Let us assume that you are 30 years old and you deposit Rs 5000 every month in your NPS account. In this way your annual investment will be Rs 60 thousand. In the next 30 years, you will create a total fund of around Rs 18 lakh.
Let us tell you that by continuously investing like this, you will get a total of Rs 1,13,96,627 on maturity. The amount of interest in this will be Rs 95,96,627. In this, customers get the benefit of compounding interest, due to which investors get very strong returns.
In NPS Scheme, at the time of retirement, you get two options, in which the first option is that you invest all the money in an annuity plan and start taking pension from it. Whereas, the second option is to withdraw 60 percent of the amount and make an annuity plan with the remaining 40 percent. On retirement, at least 40 percent of NPS has to be invested in an annuity plan.

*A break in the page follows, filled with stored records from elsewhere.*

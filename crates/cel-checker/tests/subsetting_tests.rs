//! §8 "subsetting purity": the set of expressions accepted by a library
//! filtered with a subset predicate equals the set accepted by a library
//! containing only the overloads the predicate keeps.

mod common;

use cel_checker::{Builder, CheckOutcome, FunctionDecl, OverloadDecl, Primitive, Type};

use common::AstBuilder;

fn size_of_bytes_ast() -> cel_checker::ParsedAst {
    let mut b = AstBuilder::new();
    let bytes = b.insert_bytes(vec![1, 2, 3]);
    let root = b.call("size", vec![bytes]);
    b.finish(root)
}

#[test]
fn subset_predicate_drops_the_overload_it_excludes() {
    let full = Builder::new()
        .add_library("stdlib", cel_checker::stdlib::install)
        .unwrap()
        .build()
        .unwrap();
    let subset = Builder::new()
        .add_library("stdlib", cel_checker::stdlib::install)
        .unwrap()
        .add_library_subset("stdlib", |_name, overload_id| overload_id != "size_bytes_global")
        .build()
        .unwrap();

    let full_ast = size_of_bytes_ast();
    let subset_ast = size_of_bytes_ast();

    match full.check(&full_ast) {
        CheckOutcome::Completed(result) => assert!(result.is_valid(), "{:?}", result.issues()),
        CheckOutcome::Aborted(reason) => panic!("unexpected abort: {reason:?}"),
    }
    match subset.check(&subset_ast) {
        CheckOutcome::Completed(result) => assert!(!result.is_valid()),
        CheckOutcome::Aborted(reason) => panic!("unexpected abort: {reason:?}"),
    }
}

#[test]
fn subsetting_matches_a_hand_built_environment_with_only_the_kept_overloads() {
    let predicate = |_name: &str, overload_id: &str| overload_id == "size_string_global";

    let subset_via_library = Builder::new()
        .add_library("stdlib", cel_checker::stdlib::install)
        .unwrap()
        .add_library_subset("stdlib", predicate)
        .build()
        .unwrap();

    let hand_built = {
        let mut overloads = cel_checker::stdlib::standard_overloads();
        overloads.retain(|(name, o)| predicate(name, &o.overload_id));
        let mut grouped: rustc_hash::FxHashMap<&str, cel_checker::FunctionDecl> = rustc_hash::FxHashMap::default();
        for (name, overload) in overloads {
            grouped
                .entry(name)
                .or_insert_with(|| cel_checker::FunctionDecl::new(name))
                .overloads
                .push(overload);
        }
        let mut builder = Builder::new();
        for (_, decl) in grouped {
            builder = builder.add_function(decl).unwrap();
        }
        builder.build().unwrap()
    };

    let mut b = AstBuilder::new();
    let s = b.string("hello");
    let root = b.call("size", vec![s]);
    let ast = b.finish(root);
    let mut b2 = AstBuilder::new();
    let s2 = b2.string("hello");
    let root2 = b2.call("size", vec![s2]);
    let ast2 = b2.finish(root2);

    let via_library_valid = matches!(subset_via_library.check(&ast), CheckOutcome::Completed(r) if r.is_valid());
    let hand_built_valid = matches!(hand_built.check(&ast2), CheckOutcome::Completed(r) if r.is_valid());
    assert_eq!(via_library_valid, hand_built_valid);
    assert!(via_library_valid);

    // The receiver-style overload was filtered out by the predicate.
    let mut b3 = AstBuilder::new();
    let s3 = b3.string("hello");
    let root3 = b3.method_call(s3, "size", vec![]);
    let ast3 = b3.finish(root3);
    match subset_via_library.check(&ast3) {
        CheckOutcome::Completed(result) => assert!(!result.is_valid()),
        CheckOutcome::Aborted(reason) => panic!("unexpected abort: {reason:?}"),
    }
}

/// A subset predicate registered against one library must never remove an
/// overload a *different* library contributed, even when the predicate
/// would reject it by name (§4.9 "subsetting purity").
#[test]
fn subset_on_one_library_never_touches_another_librarys_overloads() {
    let extra = FunctionDecl::new("greet").with_overload(OverloadDecl::new(
        "greet_string",
        false,
        vec![Type::Primitive(Primitive::String)],
        Type::Primitive(Primitive::String),
    ));

    let checker = Builder::new()
        .add_library("stdlib", cel_checker::stdlib::install)
        .unwrap()
        .add_library("extras", |b| b.add_function(extra))
        .unwrap()
        // Rejects everything; scoped to "stdlib" it must not affect "extras".
        .add_library_subset("stdlib", |_name, _overload_id| false)
        .build()
        .unwrap();

    let mut b = AstBuilder::new();
    let s = b.string("hi");
    let root = b.call("greet", vec![s]);
    let ast = b.finish(root);
    match checker.check(&ast) {
        CheckOutcome::Completed(result) => assert!(result.is_valid(), "{:?}", result.issues()),
        CheckOutcome::Aborted(reason) => panic!("unexpected abort: {reason:?}"),
    }

    // Meanwhile every stdlib overload really was dropped.
    let mut b2 = AstBuilder::new();
    let bytes = b2.insert_bytes(vec![1, 2, 3]);
    let root2 = b2.call("size", vec![bytes]);
    let ast2 = b2.finish(root2);
    match checker.check(&ast2) {
        CheckOutcome::Completed(result) => assert!(!result.is_valid()),
        CheckOutcome::Aborted(reason) => panic!("unexpected abort: {reason:?}"),
    }
}

/// A function/overload added directly (outside any `add_library` call) is
/// never touched by a library's subset predicate either.
#[test]
fn subset_never_touches_directly_added_functions() {
    let direct = FunctionDecl::new("greet").with_overload(OverloadDecl::new(
        "greet_string",
        false,
        vec![Type::Primitive(Primitive::String)],
        Type::Primitive(Primitive::String),
    ));

    let checker = Builder::new()
        .add_library("stdlib", cel_checker::stdlib::install)
        .unwrap()
        .add_function(direct)
        .unwrap()
        .add_library_subset("stdlib", |_name, _overload_id| false)
        .build()
        .unwrap();

    let mut b = AstBuilder::new();
    let s = b.string("hi");
    let root = b.call("greet", vec![s]);
    let ast = b.finish(root);
    match checker.check(&ast) {
        CheckOutcome::Completed(result) => assert!(result.is_valid(), "{:?}", result.issues()),
        CheckOutcome::Aborted(reason) => panic!("unexpected abort: {reason:?}"),
    }
}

Let us tell you that if the customer decides to invest 40 percent of Rs 1,13,96,627 i.e. Rs 45,58,650 in annuity, then you will get slightly less pension. Suppose you will get about 7-8 percent annual interest on this.
Let us tell you that in such a situation your pension will be around Rs 3,19,105-364,692 annually i.e. you will get the benefit of monthly pension of Rs 26,592-30,391.